Make sure the center hole of the tripod head is directly on top of the nail that you
have planted on the ground. After everything have set up in place, you may now
press each leg firmly into the ground by stepping on the bracket at the bottom of
each leg so that it is fixed in that position.
3. Fine adjustment on the position of the leg so that the mounting plate on the top is
as eye level as possible. This is because to give the instrument sight at a
comfortable eye level.
You can now remove the theodolite from the case. The theodolite comes with a
handle on top. This is the best place to lift it. Then insert four AAA battery into the
battery compartment. After inserting the battery, gently place the theodolite on
the mounting plate and screw in the mounting knob of the tripod.
4. In the theodolite case, there is a plumb bob attached with a string. Remove the
plumb bob from the case and hook it at the hook beneath the instrument. This
plumb bob is to make sure it is directly pointing at the marked position.

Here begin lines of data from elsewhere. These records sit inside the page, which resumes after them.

pub mod db_utils;
pub mod response;
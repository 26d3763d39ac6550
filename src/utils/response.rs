//! JSON envelope shared by every endpoint:
//! `{ "success": bool, "message"?: string, "data"?: ..., <extra>? }`.

use actix_web::{HttpResponse, ResponseError, http::StatusCode};
use serde::Serialize;
use serde_json::json;
use thiserror::Error;

/// 200 with a `data` payload.
pub fn data<T: Serialize>(data: T) -> HttpResponse {
    HttpResponse::Ok().json(json!({
        "success": true,
        "data": data
    }))
}

/// 200 with a message only.
pub fn message(message: &str) -> HttpResponse {
    HttpResponse::Ok().json(json!({
        "success": true,
        "message": message
    }))
}

/// 201 carrying the generated identity under `id_field`.
pub fn created(message: &str, id_field: &str, id: i64) -> HttpResponse {
    let mut body = json!({
        "success": true,
        "message": message
    });
    body[id_field] = json!(id);

    HttpResponse::Created().json(body)
}

/// 200 with `success: false`: the request was understood but nothing was done.
pub fn declined(message: &str) -> HttpResponse {
    HttpResponse::Ok().json(json!({
        "success": false,
        "message": message
    }))
}

/// Failure envelope. Details stay in the server log.
#[derive(Debug, Error)]
#[error("{message}")]
pub struct ApiError {
    status: StatusCode,
    message: String,
}

impl ApiError {
    pub fn internal(message: &str) -> Self {
        Self {
            status: StatusCode::INTERNAL_SERVER_ERROR,
            message: message.to_string(),
        }
    }

    pub fn bad_request(message: impl Into<String>) -> Self {
        Self {
            status: StatusCode::BAD_REQUEST,
            message: message.into(),
        }
    }
}

impl ResponseError for ApiError {
    fn status_code(&self) -> StatusCode {
        self.status
    }

    fn error_response(&self) -> HttpResponse {
        HttpResponse::build(self.status).json(json!({
            "success": false,
            "message": self.message
        }))
    }
}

5. Fine tune the adjustment with the leveling screw on the instrument. You can look
at the tubular vial during the leveling screw adjustment. Make sure the bubble in
the tubular vial is in the center. The circular vial’s bubble must also be at the
center.
6. Look through the sight of the optical plummet. This sights allow you to make sure
the instrument is directly over the nail if you can see the nail.
7. Switch on the theodolite and adjust the telescope to a 90 degrees vertically from
the ground. Turn on the LCD display as well.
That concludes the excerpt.